**Data records**

Start of Block

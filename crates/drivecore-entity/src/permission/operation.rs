//! Operations that are subject to permission checks.

use serde::{Deserialize, Serialize};
use std::fmt;

use super::level::AccessLevel;

/// An operation a caller may attempt on a resource.
#[derive(Debug, Clone, Copy, PartialEq, Eq, Hash, Serialize, Deserialize)]
#[serde(rename_all = "snake_case")]
pub enum Operation {
    /// Read metadata.
    View,
    /// List folder children.
    List,
    /// Read content or obtain a signed URL.
    Download,
    /// Rename the resource.
    Rename,
    /// Move the resource, or move something into it.
    Move,
    /// Replace file content.
    UploadVersion,
    /// Move into the trash.
    Delete,
    /// Take out of the trash.
    Restore,
    /// Create, list or revoke share tokens.
    ManageShares,
    /// Grant, list or revoke user permissions.
    ManagePermissions,
    /// Irreversibly remove the resource and its blob.
    Purge,
}

impl Operation {
    /// The minimum access level this operation requires.
    pub fn required_level(&self) -> AccessLevel {
        match self {
            Self::View | Self::List | Self::Download => AccessLevel::Read,
            Self::Rename | Self::Move | Self::UploadVersion => AccessLevel::Write,
            Self::Delete | Self::Restore | Self::ManageShares | Self::ManagePermissions => {
                AccessLevel::Admin
            }
            Self::Purge => AccessLevel::Owner,
        }
    }

    /// Whether the operation may target a resource that is in the trash.
    pub fn applies_to_trashed(&self) -> bool {
        matches!(self, Self::Restore | Self::Purge)
    }

    /// Return the operation as a snake_case string.
    pub fn as_str(&self) -> &'static str {
        match self {
            Self::View => "view",
            Self::List => "list",
            Self::Download => "download",
            Self::Rename => "rename",
            Self::Move => "move",
            Self::UploadVersion => "upload_version",
            Self::Delete => "delete",
            Self::Restore => "restore",
            Self::ManageShares => "manage_shares",
            Self::ManagePermissions => "manage_permissions",
            Self::Purge => "purge",
        }
    }
}

impl fmt::Display for Operation {
    fn fmt(&self, f: &mut fmt::Formatter<'_>) -> fmt::Result {
        write!(f, "{}", self.as_str())
    }
}

#[cfg(test)]
mod tests {
    use super::*;

    #[test]
    fn test_required_levels() {
        assert_eq!(Operation::Download.required_level(), AccessLevel::Read);
        assert_eq!(Operation::Move.required_level(), AccessLevel::Write);
        assert_eq!(Operation::ManageShares.required_level(), AccessLevel::Admin);
        assert_eq!(Operation::Purge.required_level(), AccessLevel::Owner);
    }
}
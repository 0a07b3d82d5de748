//! User mirroring from the identity provider.

pub mod service;

pub use service::UserService;
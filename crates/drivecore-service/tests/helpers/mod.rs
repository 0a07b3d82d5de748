//! Shared helpers for service integration tests.

#![allow(dead_code)]

use std::collections::HashMap;
use std::sync::Arc;
use std::sync::Mutex;
use std::sync::atomic::{AtomicBool, AtomicU32, Ordering};
use std::time::Duration;

use async_trait::async_trait;
use bytes::Bytes;
use chrono::Utc;
use tempfile::TempDir;
use uuid::Uuid;

use drivecore_core::config::{AppConfig, LocalStorageConfig};
use drivecore_core::error::AppError;
use drivecore_core::result::AppResult;
use drivecore_core::traits::{BlobStore, UrlDisposition};
use drivecore_database::{MemoryTreeStore, TreeStore};
use drivecore_entity::user::AuthenticatedUser;
use drivecore_service::{DriveServices, RequestContext};
use drivecore_storage::providers::local::LocalBlobStore;

/// A service stack over the in-memory tree store.
pub struct TestDrive {
    /// All services.
    pub services: DriveServices,
    /// The tree store, for direct assertions.
    pub store: Arc<dyn TreeStore>,
    /// The blob store, for direct assertions.
    pub blobs: Arc<dyn BlobStore>,
    _dir: Option<TempDir>,
}

impl TestDrive {
    /// Default configuration over a local blob store in a temp dir.
    pub async fn new() -> Self {
        Self::with_config(test_config()).await
    }

    /// Custom configuration over a local blob store in a temp dir.
    pub async fn with_config(config: AppConfig) -> Self {
        let dir = tempfile::tempdir().unwrap();
        let blobs = LocalBlobStore::new(&LocalStorageConfig {
            root_path: dir.path().to_string_lossy().into_owned(),
            public_base_url: "http://blobs.test".to_string(),
            signing_secret: "test-secret".to_string(),
        })
        .await
        .unwrap();
        let mut drive = Self::build(config, Arc::new(MemoryTreeStore::new()), Arc::new(blobs));
        drive._dir = Some(dir);
        drive
    }

    /// A store without trash support.
    pub async fn legacy() -> Self {
        let dir = tempfile::tempdir().unwrap();
        let blobs = LocalBlobStore::new(&LocalStorageConfig {
            root_path: dir.path().to_string_lossy().into_owned(),
            public_base_url: "http://blobs.test".to_string(),
            signing_secret: "test-secret".to_string(),
        })
        .await
        .unwrap();
        let mut drive = Self::build(
            test_config(),
            Arc::new(MemoryTreeStore::legacy()),
            Arc::new(blobs),
        );
        drive._dir = Some(dir);
        drive
    }

    /// Default configuration over the given blob store.
    pub fn with_blobs(blobs: Arc<dyn BlobStore>) -> Self {
        Self::build(test_config(), Arc::new(MemoryTreeStore::new()), blobs)
    }

    fn build(config: AppConfig, store: Arc<dyn TreeStore>, blobs: Arc<dyn BlobStore>) -> Self {
        let services = DriveServices::new(&config, Arc::clone(&store), Arc::clone(&blobs));
        Self {
            services,
            store,
            blobs,
            _dir: None,
        }
    }

    /// Registers a user and returns its ID.
    pub async fn user(&self, email: &str) -> Uuid {
        let identity = AuthenticatedUser {
            id: Uuid::new_v4(),
            email: email.to_string(),
            name: email.split('@').next().unwrap_or(email).to_string(),
            plan: "free".to_string(),
        };
        self.services.users.sync_user(&identity).await.unwrap().id
    }
}

/// Configuration with short retry delays.
pub fn test_config() -> AppConfig {
    let mut config = AppConfig::default();
    config.trash.retry_backoff_ms = 1;
    config.trash.blob_delete_timeout_seconds = 1;
    config
}

/// Request context for a user, stamped now.
pub fn as_user(user_id: Uuid) -> RequestContext {
    RequestContext::user(user_id)
}

/// A file to trash right after the next blob write.
type PendingTrash = (Arc<dyn TreeStore>, Uuid, Uuid);

/// In-memory blob store whose deletes can be made to fail.
#[derive(Default)]
pub struct FlakyBlobStore {
    blobs: Mutex<HashMap<String, Bytes>>,
    fail_deletes: AtomicBool,
    delete_calls: AtomicU32,
    trash_on_put: Mutex<Option<PendingTrash>>,
}

impl std::fmt::Debug for FlakyBlobStore {
    fn fmt(&self, f: &mut std::fmt::Formatter<'_>) -> std::fmt::Result {
        f.debug_struct("FlakyBlobStore")
            .field("blobs", &self.blob_count())
            .finish_non_exhaustive()
    }
}

impl FlakyBlobStore {
    pub fn new() -> Self {
        Self::default()
    }

    pub fn fail_deletes(&self, fail: bool) {
        self.fail_deletes.store(fail, Ordering::SeqCst);
    }

    pub fn delete_calls(&self) -> u32 {
        self.delete_calls.load(Ordering::SeqCst)
    }

    pub fn contains(&self, path: &str) -> bool {
        self.blobs.lock().unwrap().contains_key(path)
    }

    pub fn blob_count(&self) -> usize {
        self.blobs.lock().unwrap().len()
    }

    /// Trash `file_id` in `store` once the next `put` has written its blob.
    pub fn trash_on_next_put(&self, store: Arc<dyn TreeStore>, owner_id: Uuid, file_id: Uuid) {
        *self.trash_on_put.lock().unwrap() = Some((store, owner_id, file_id));
    }
}

#[async_trait]
impl BlobStore for FlakyBlobStore {
    fn provider_type(&self) -> &str {
        "flaky"
    }

    async fn put(&self, data: Bytes, path_hint: &str) -> AppResult<String> {
        self.blobs
            .lock()
            .unwrap()
            .insert(path_hint.to_string(), data);
        let pending = self.trash_on_put.lock().unwrap().take();
        if let Some((store, owner_id, file_id)) = pending {
            store.soft_delete_file(owner_id, file_id, Utc::now()).await?;
        }
        Ok(path_hint.to_string())
    }

    async fn get(&self, storage_path: &str) -> AppResult<Bytes> {
        self.blobs
            .lock()
            .unwrap()
            .get(storage_path)
            .cloned()
            .ok_or_else(|| AppError::blob_store(format!("No blob at {storage_path}")))
    }

    async fn delete(&self, storage_path: &str) -> AppResult<()> {
        self.delete_calls.fetch_add(1, Ordering::SeqCst);
        if self.fail_deletes.load(Ordering::SeqCst) {
            return Err(AppError::blob_store("backend unavailable"));
        }
        self.blobs.lock().unwrap().remove(storage_path);
        Ok(())
    }

    async fn sign_url(
        &self,
        storage_path: &str,
        disposition: UrlDisposition,
        ttl: Duration,
    ) -> AppResult<String> {
        Ok(format!(
            "flaky://{storage_path}?disposition={}&ttl={}",
            disposition.as_str(),
            ttl.as_secs()
        ))
    }
}
//! Storage usage aggregate.

use chrono::{DateTime, Utc};
use serde::{Deserialize, Serialize};
use sqlx::FromRow;
use uuid::Uuid;

/// Derived totals over an owner's non-deleted files.
#[derive(Debug, Clone, PartialEq, Eq, Serialize, Deserialize, FromRow)]
pub struct StorageUsage {
    /// The owner.
    pub user_id: Uuid,
    /// Sum of sizes in bytes.
    pub total_size: i64,
    /// Number of files.
    pub file_count: i64,
    /// When the row was last recomputed.
    pub last_calculated: DateTime<Utc>,
}

impl StorageUsage {
    /// Usage for an owner with no files.
    pub fn empty(user_id: Uuid) -> Self {
        Self {
            user_id,
            total_size: 0,
            file_count: 0,
            last_calculated: Utc::now(),
        }
    }

    /// Format total size as human-readable string.
    pub fn total_size_human(&self) -> String {
        format_bytes(self.total_size)
    }
}

/// Format bytes into a human-readable string.
fn format_bytes(bytes: i64) -> String {
    const KB: i64 = 1024;
    const MB: i64 = KB * 1024;
    const GB: i64 = MB * 1024;
    const TB: i64 = GB * 1024;

    if bytes >= TB {
        format!("{:.2} TB", bytes as f64 / TB as f64)
    } else if bytes >= GB {
        format!("{:.2} GB", bytes as f64 / GB as f64)
    } else if bytes >= MB {
        format!("{:.2} MB", bytes as f64 / MB as f64)
    } else if bytes >= KB {
        format!("{:.2} KB", bytes as f64 / KB as f64)
    } else {
        format!("{bytes} B")
    }
}

#[cfg(test)]
mod tests {
    use super::*;

    #[test]
    fn test_format_bytes() {
        assert_eq!(format_bytes(500), "500 B");
        assert_eq!(format_bytes(2048), "2.00 KB");
        assert_eq!(format_bytes(5 * 1024 * 1024), "5.00 MB");
    }
}
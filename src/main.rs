//! DriveCore administration CLI.
//!
//! Runs migrations and maintenance tasks against the configured
//! PostgreSQL tree store and blob store.

use clap::Parser;
use tracing_subscriber::{EnvFilter, fmt};

use drivecore_core::config::{AppConfig, LoggingConfig};

mod commands;
mod output;

use commands::Cli;

#[tokio::main]
async fn main() {
    let cli = Cli::parse();

    let env = std::env::var("DRIVECORE_ENV").ok();
    let config = match AppConfig::load(&cli.config, env.as_deref()) {
        Ok(c) => c,
        Err(e) => {
            output::print_error(&format!("Failed to load configuration: {e}"));
            std::process::exit(1);
        }
    };

    init_logging(&config.logging);

    if let Err(e) = cli.execute(&config).await {
        tracing::error!(kind = %e.kind, retryable = e.is_retryable(), "Command failed: {}", e.message);
        output::print_error(&e.to_string());
        std::process::exit(1);
    }
}

/// Initialize the tracing subscriber from configuration.
///
/// `RUST_LOG` takes precedence over the configured level.
fn init_logging(config: &LoggingConfig) {
    let filter =
        EnvFilter::try_from_default_env().unwrap_or_else(|_| EnvFilter::new(&config.level));

    match config.format.as_str() {
        "json" => {
            fmt()
                .json()
                .with_env_filter(filter)
                .with_target(true)
                .with_writer(std::io::stderr)
                .init();
        }
        _ => {
            fmt()
                .pretty()
                .with_env_filter(filter)
                .with_target(true)
                .with_writer(std::io::stderr)
                .init();
        }
    }
}
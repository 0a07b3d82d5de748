//! # drivecore-storage
//!
//! Blob store adapters for DriveCore: a local filesystem store with signed
//! URLs, and an S3-compatible store behind the `s3` feature.

pub mod providers;
pub mod signer;

use std::sync::Arc;

use tracing::info;

use drivecore_core::config::StorageConfig;
use drivecore_core::error::AppError;
use drivecore_core::result::AppResult;
use drivecore_core::traits::BlobStore;

pub use providers::LocalBlobStore;
pub use signer::UrlSigner;

/// Build the configured blob store.
pub async fn build_blob_store(config: &StorageConfig) -> AppResult<Arc<dyn BlobStore>> {
    info!(provider = %config.provider, "Initializing blob store");
    match config.provider.as_str() {
        "local" => Ok(Arc::new(LocalBlobStore::new(&config.local).await?)),
        #[cfg(feature = "s3")]
        "s3" => Ok(Arc::new(providers::S3BlobStore::new(&config.s3).await?)),
        other => Err(AppError::configuration(format!(
            "Unsupported blob store provider: '{other}'"
        ))),
    }
}
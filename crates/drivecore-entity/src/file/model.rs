//! File entity model.

use chrono::{DateTime, Utc};
use serde::{Deserialize, Serialize};
use sqlx::FromRow;
use uuid::Uuid;

/// A file record. The bytes live in the blob store under `storage_path`.
#[derive(Debug, Clone, PartialEq, Eq, Serialize, Deserialize, FromRow)]
pub struct File {
    /// Unique file identifier.
    pub id: Uuid,
    /// The file name (including extension).
    pub name: String,
    /// The file owner.
    pub owner_id: Uuid,
    /// The folder containing this file (null for the owner's root).
    pub folder_id: Option<Uuid>,
    /// File size in bytes.
    pub size: i64,
    /// MIME type of the file.
    pub mime_type: String,
    /// Opaque blob store handle, never reused after a permanent delete.
    pub storage_path: String,
    /// Whether the file is in the trash.
    pub is_deleted: bool,
    /// When the file was trashed; set if and only if `is_deleted`.
    pub deleted_at: Option<DateTime<Utc>>,
    /// Content version, starting at 1.
    pub version: i32,
    /// When the file was created.
    pub created_at: DateTime<Utc>,
    /// When the file was last updated.
    pub updated_at: DateTime<Utc>,
}

impl File {
    /// Check whether this file is currently live (not trashed).
    pub fn is_live(&self) -> bool {
        !self.is_deleted
    }

    /// Get the file extension (lowercase), if any.
    pub fn extension(&self) -> Option<String> {
        self.name
            .rsplit('.')
            .next()
            .filter(|ext| *ext != self.name)
            .map(|ext| ext.to_lowercase())
    }
}

/// Data required to create a new file record.
#[derive(Debug, Clone, Serialize, Deserialize)]
pub struct CreateFile {
    /// Pre-allocated file ID; the storage path is derived from it.
    pub id: Uuid,
    /// The file owner.
    pub owner_id: Uuid,
    /// The folder to place the file in (None for root).
    pub folder_id: Option<Uuid>,
    /// The file name, already validated.
    pub name: String,
    /// File size in bytes.
    pub size: i64,
    /// MIME type.
    pub mime_type: String,
    /// Blob store handle.
    pub storage_path: String,
}

/// New content metadata for an existing file.
#[derive(Debug, Clone, Serialize, Deserialize)]
pub struct ReplaceContent {
    /// New size in bytes.
    pub size: i64,
    /// New MIME type.
    pub mime_type: String,
    /// Blob handle holding the new content.
    pub storage_path: String,
}

#[cfg(test)]
mod tests {
    use super::*;

    fn file_named(name: &str) -> File {
        let now = Utc::now();
        File {
            id: Uuid::new_v4(),
            name: name.to_string(),
            owner_id: Uuid::new_v4(),
            folder_id: None,
            size: 0,
            mime_type: "application/octet-stream".to_string(),
            storage_path: "blobs/x".to_string(),
            is_deleted: false,
            deleted_at: None,
            version: 1,
            created_at: now,
            updated_at: now,
        }
    }

    #[test]
    fn test_extension() {
        assert_eq!(file_named("a.PDF").extension(), Some("pdf".to_string()));
        assert_eq!(file_named("archive.tar.gz").extension(), Some("gz".to_string()));
        assert_eq!(file_named("README").extension(), None);
    }
}
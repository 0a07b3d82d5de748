//! # drivecore-database
//!
//! The [`TreeStore`] abstraction over folder, file, grant, share and usage
//! records, with a transactional PostgreSQL implementation and an
//! in-memory implementation for tests and embedded use.

pub mod connection;
pub mod memory;
pub mod migration;
pub mod postgres;
pub mod store;

pub use memory::MemoryTreeStore;
pub use postgres::PgTreeStore;
pub use store::{Children, Subtree, TrashListing, TreeStore};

End of Block

**Work item**
Transcribe the lines above between the line holding "filename crates/drivecore-service/tests/helpers/mod.rs" and the line holding "use bytes::Bytes;", inclusive, exactly as they stand and with nothing added.

**Output of the task**
filename crates/drivecore-service/tests/helpers/mod.rs
repository 0a07b3d82d5de748
//! Shared helpers for service integration tests.

#![allow(dead_code)]

use std::collections::HashMap;
use std::sync::Arc;
use std::sync::Mutex;
use std::sync::atomic::{AtomicBool, AtomicU32, Ordering};
use std::time::Duration;

use async_trait::async_trait;
use bytes::Bytes;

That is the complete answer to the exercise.